▸ Records to use

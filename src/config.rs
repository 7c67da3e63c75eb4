use std::fs;
use std::path::PathBuf;
use std::sync::OnceLock;

use regex::Regex;
use serde::{Deserialize, Serialize};

use crate::error::HarvestError;

pub const DEFAULT_CONFIG_FILE: &str = "harvest.json";

const API_BASE_URL: &str = "https://metadata-catalogue.org/hdruk/api";

/// A URL containing `{name}` placeholders, bound at request time.
#[derive(Debug, Clone, PartialEq, Eq, Deserialize, Serialize)]
#[serde(transparent)]
pub struct EndpointTemplate(String);

impl EndpointTemplate {
    pub fn new(template: impl Into<String>) -> Self {
        Self(template.into())
    }

    pub fn as_str(&self) -> &str {
        &self.0
    }

    pub fn render(&self, params: &[(&str, &str)]) -> Result<String, HarvestError> {
        let mut url = self.0.clone();
        for (name, value) in params {
            url = url.replace(&format!("{{{name}}}"), value);
        }
        if let Some(captures) = placeholder_regex().captures(&url) {
            return Err(HarvestError::UnboundPlaceholder {
                placeholder: captures[1].to_string(),
                template: self.0.clone(),
            });
        }
        Ok(url)
    }
}

fn placeholder_regex() -> &'static Regex {
    static PLACEHOLDER: OnceLock<Regex> = OnceLock::new();
    PLACEHOLDER.get_or_init(|| Regex::new(r"\{([A-Za-z_]+)\}").expect("valid placeholder regex"))
}

#[derive(Debug, Clone, Copy, PartialEq, Eq)]
pub enum Endpoint {
    DataModels,
    DataModel,
    Profile,
    Metadata,
    DataClasses,
    DataClass,
    DataElements,
    SemanticLinks,
    PidList,
}

#[derive(Debug, Clone, Deserialize, Serialize)]
#[serde(default, rename_all = "snake_case")]
pub struct Endpoints {
    pub data_models: EndpointTemplate,
    pub data_model: EndpointTemplate,
    pub profile: EndpointTemplate,
    pub metadata: EndpointTemplate,
    pub data_classes: EndpointTemplate,
    pub data_class: EndpointTemplate,
    pub data_elements: EndpointTemplate,
    pub semantic_links: EndpointTemplate,
    pub pid_list: EndpointTemplate,
}

impl Default for Endpoints {
    fn default() -> Self {
        let api = |path: &str| EndpointTemplate::new(format!("{API_BASE_URL}{path}"));
        Self {
            data_models: api("/dataModels"),
            data_model: api("/dataModels/{model_id}"),
            profile: api(
                "/facets/{model_id}/profile/uk.ac.hdrukgateway/HdrUkProfilePluginService",
            ),
            metadata: api("/facets/{model_id}/metadata?all=true"),
            data_classes: api("/dataModels/{model_id}/dataClasses"),
            data_class: api("/dataModels/{model_id}/dataClasses/{class_id}"),
            data_elements: api(
                "/dataModels/{model_id}/dataClasses/{class_id}/dataElements?all=true",
            ),
            semantic_links: api("/catalogueItems/{model_id}/semanticLinks"),
            pid_list: EndpointTemplate::new(
                "https://api.www.healthdatagateway.org/api/v1/datasets/pidList",
            ),
        }
    }
}

impl Endpoints {
    pub fn template(&self, endpoint: Endpoint) -> &EndpointTemplate {
        match endpoint {
            Endpoint::DataModels => &self.data_models,
            Endpoint::DataModel => &self.data_model,
            Endpoint::Profile => &self.profile,
            Endpoint::Metadata => &self.metadata,
            Endpoint::DataClasses => &self.data_classes,
            Endpoint::DataClass => &self.data_class,
            Endpoint::DataElements => &self.data_elements,
            Endpoint::SemanticLinks => &self.semantic_links,
            Endpoint::PidList => &self.pid_list,
        }
    }

    pub fn url(&self, endpoint: Endpoint, params: &[(&str, &str)]) -> Result<String, HarvestError> {
        self.template(endpoint).render(params)
    }
}

#[derive(Debug, Clone, PartialEq, Eq, Deserialize, Serialize)]
pub struct SchemaStamp {
    #[serde(rename = "type")]
    pub kind: String,
    pub version: String,
    pub url: String,
}

impl SchemaStamp {
    pub fn dataset_v1() -> Self {
        Self {
            kind: "Dataset".to_string(),
            version: "1.1.7".to_string(),
            url: "https://raw.githubusercontent.com/HDRUK/schemata/develop/schema/dataset/1.1.7/dataset.schema.json".to_string(),
        }
    }

    pub fn dataset_v2() -> Self {
        Self {
            kind: "Dataset".to_string(),
            version: "2.0.0".to_string(),
            url: "https://raw.githubusercontent.com/HDRUK/schemata/develop/schema/dataset/latest/dataset.schema.json".to_string(),
        }
    }
}

#[derive(Debug, Clone, Deserialize, Serialize)]
#[serde(default)]
pub struct SitemapConfig {
    pub base_url: String,
    pub pages: Vec<String>,
}

impl Default for SitemapConfig {
    fn default() -> Self {
        let pages = [
            "pages/about",
            "pages/community",
            "pages/cookie-notice",
            "covid-19",
            "pages/frequently-asked-questions",
            "pages/guidelines",
            "pages/key-terms-glossary",
            "pages/latest-news",
            "pages/metadata-quality",
        ];
        Self {
            base_url: "https://www.healthdatagateway.org/".to_string(),
            pages: pages
                .iter()
                .map(|page| format!("https://www.healthdatagateway.org/{page}"))
                .collect(),
        }
    }
}

#[derive(Debug, Clone, Deserialize, Serialize)]
#[serde(default)]
pub struct HarvestConfig {
    pub endpoints: Endpoints,
    pub profile_namespace: String,
    pub dataset_page: EndpointTemplate,
    pub schema_v1: SchemaStamp,
    pub schema_v2: SchemaStamp,
    pub pid_list_file: Option<PathBuf>,
    pub sitemap: SitemapConfig,
}

impl Default for HarvestConfig {
    fn default() -> Self {
        Self {
            endpoints: Endpoints::default(),
            profile_namespace: "org.healthdatagateway".to_string(),
            dataset_page: EndpointTemplate::new(
                "https://web.www.healthdatagateway.org/dataset/{model_id}",
            ),
            schema_v1: SchemaStamp::dataset_v1(),
            schema_v2: SchemaStamp::dataset_v2(),
            pid_list_file: None,
            sitemap: SitemapConfig::default(),
        }
    }
}

pub struct ConfigLoader;

impl ConfigLoader {
    /// Loads an explicit config file, or `harvest.json` when present, or the
    /// compiled-in defaults.
    pub fn resolve(path: Option<&str>) -> Result<HarvestConfig, HarvestError> {
        let config_path = match path {
            Some(path) => PathBuf::from(path),
            None => PathBuf::from(DEFAULT_CONFIG_FILE),
        };

        if !config_path.exists() {
            if path.is_some() {
                return Err(HarvestError::MissingConfig(config_path));
            }
            return Ok(HarvestConfig::default());
        }

        let content = fs::read_to_string(&config_path)
            .map_err(|_| HarvestError::ConfigRead(config_path.clone()))?;
        Self::parse(&content)
    }

    pub fn parse(content: &str) -> Result<HarvestConfig, HarvestError> {
        serde_json::from_str(content).map_err(|err| HarvestError::ConfigParse(err.to_string()))
    }
}
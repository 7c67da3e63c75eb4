use serde::Deserialize;
use serde_json::Value;

use crate::error::HarvestError;

#[derive(Debug, Clone, Deserialize)]
pub struct PidEntry {
    pub pid: String,
    #[serde(rename = "datasetIds", default)]
    pub dataset_ids: Vec<String>,
}

/// Persistent identifiers keyed by the dataset ids each one covers.
#[derive(Debug, Clone, Default, Deserialize)]
pub struct PidList {
    #[serde(default)]
    data: Vec<PidEntry>,
}

impl PidList {
    pub fn new(data: Vec<PidEntry>) -> Self {
        Self { data }
    }

    /// An empty body (unauthorized or not found) is an empty list.
    pub fn from_json(value: Value) -> Result<Self, HarvestError> {
        if value.as_object().is_some_and(|object| object.is_empty()) {
            return Ok(Self::default());
        }
        serde_json::from_value(value).map_err(|err| HarvestError::InvalidJson {
            url: "pid list".to_string(),
            message: err.to_string(),
        })
    }

    /// Linear scan; when several entries list the dataset, the last one wins.
    pub fn lookup(&self, dataset_id: &str) -> Option<&str> {
        self.data
            .iter()
            .rev()
            .find(|entry| entry.dataset_ids.iter().any(|id| id == dataset_id))
            .map(|entry| entry.pid.as_str())
    }

    pub fn len(&self) -> usize {
        self.data.len()
    }

    pub fn is_empty(&self) -> bool {
        self.data.is_empty()
    }
}
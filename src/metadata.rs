use serde_json::{Map, Value};
use tracing::warn;

use crate::catalogue::listing_items;
use crate::domain::required_str;
use crate::error::HarvestError;
use crate::literal::{looks_like_list, parse_list_literal};

pub const STRUCTURAL_METADATA: &str = "structuralMetadata";

const PROPERTIES_PREFIX: &str = "properties/";

/// One profile metadata value and the nested-object path it belongs at.
#[derive(Debug, Clone, PartialEq)]
pub struct MetadataEntry {
    pub path: Vec<String>,
    pub value: Value,
}

/// Maps a metadata key to its nested path.
///
/// `properties/summary/title` becomes `["summary", "title"]`. Only the text
/// between the first `properties/` and the next one is used. Keys without a
/// `properties/` segment are split as they are.
pub fn key_path(key: &str) -> Vec<String> {
    if key == STRUCTURAL_METADATA {
        return vec![key.to_string()];
    }
    let remainder = key.split(PROPERTIES_PREFIX).nth(1).unwrap_or(key);
    remainder.split('/').map(str::to_string).collect()
}

/// Extracts path/value pairs for items in `namespace` from a metadata listing.
pub fn extract_entries(listing: &Value, namespace: &str) -> Result<Vec<MetadataEntry>, HarvestError> {
    let mut entries = Vec::new();
    for item in listing_items(listing, "profile metadata")? {
        let item_namespace = required_str(item, "namespace", "profile metadata item")?;
        if item_namespace != namespace {
            continue;
        }
        let key = required_str(item, "key", "profile metadata item")?;
        let value = item
            .get("value")
            .ok_or_else(|| HarvestError::missing("value", format!("profile metadata {key}")))?;
        entries.push(MetadataEntry {
            path: key_path(&key),
            value: decode_value(&key, value),
        });
    }
    Ok(entries)
}

fn decode_value(key: &str, value: &Value) -> Value {
    let Value::String(raw) = value else {
        return value.clone();
    };
    if !looks_like_list(raw) {
        return value.clone();
    }
    match parse_list_literal(raw) {
        Some(list) => list,
        None => {
            warn!(%key, value = %raw, "list-like metadata value did not parse; keeping text");
            value.clone()
        }
    }
}

/// Assigns `value` at `path` inside `target`, creating intermediate objects.
/// A non-object found on the way is replaced by an object.
pub fn nested_set(target: &mut Map<String, Value>, path: &[String], value: Value) {
    let Some((last, parents)) = path.split_last() else {
        return;
    };
    let mut current = target;
    for segment in parents {
        let slot = current
            .entry(segment.clone())
            .or_insert_with(|| Value::Object(Map::new()));
        if !slot.is_object() {
            *slot = Value::Object(Map::new());
        }
        let Value::Object(map) = slot else {
            return;
        };
        current = map;
    }
    current.insert(last.clone(), value);
}

/// Applies every entry in order; later entries win at the same path.
pub fn merge_entries(target: &mut Map<String, Value>, entries: &[MetadataEntry]) {
    for entry in entries {
        nested_set(target, &entry.path, entry.value.clone());
    }
}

▸ Problem to solve
Please copy only the lines between the first line of the entries and the line with "impl Default for Endpoints", keeping those two end lines as well, exactly as written.

▸ Answer section
filename src/config.rs
repository 7c67da3e63c75eb4
use std::fs;
use std::path::PathBuf;
use std::sync::OnceLock;

use regex::Regex;
use serde::{Deserialize, Serialize};

use crate::error::HarvestError;

pub const DEFAULT_CONFIG_FILE: &str = "harvest.json";

const API_BASE_URL: &str = "https://metadata-catalogue.org/hdruk/api";

/// A URL containing `{name}` placeholders, bound at request time.
#[derive(Debug, Clone, PartialEq, Eq, Deserialize, Serialize)]
#[serde(transparent)]
pub struct EndpointTemplate(String);

impl EndpointTemplate {
    pub fn new(template: impl Into<String>) -> Self {
        Self(template.into())
    }

    pub fn as_str(&self) -> &str {
        &self.0
    }

    pub fn render(&self, params: &[(&str, &str)]) -> Result<String, HarvestError> {
        let mut url = self.0.clone();
        for (name, value) in params {
            url = url.replace(&format!("{{{name}}}"), value);
        }
        if let Some(captures) = placeholder_regex().captures(&url) {
            return Err(HarvestError::UnboundPlaceholder {
                placeholder: captures[1].to_string(),
                template: self.0.clone(),
            });
        }
        Ok(url)
    }
}

fn placeholder_regex() -> &'static Regex {
    static PLACEHOLDER: OnceLock<Regex> = OnceLock::new();
    PLACEHOLDER.get_or_init(|| Regex::new(r"\{([A-Za-z_]+)\}").expect("valid placeholder regex"))
}

#[derive(Debug, Clone, Copy, PartialEq, Eq)]
pub enum Endpoint {
    DataModels,
    DataModel,
    Profile,
    Metadata,
    DataClasses,
    DataClass,
    DataElements,
    SemanticLinks,
    PidList,
}

#[derive(Debug, Clone, Deserialize, Serialize)]
#[serde(default, rename_all = "snake_case")]
pub struct Endpoints {
    pub data_models: EndpointTemplate,
    pub data_model: EndpointTemplate,
    pub profile: EndpointTemplate,
    pub metadata: EndpointTemplate,
    pub data_classes: EndpointTemplate,
    pub data_class: EndpointTemplate,
    pub data_elements: EndpointTemplate,
    pub semantic_links: EndpointTemplate,
    pub pid_list: EndpointTemplate,
}

impl Default for Endpoints {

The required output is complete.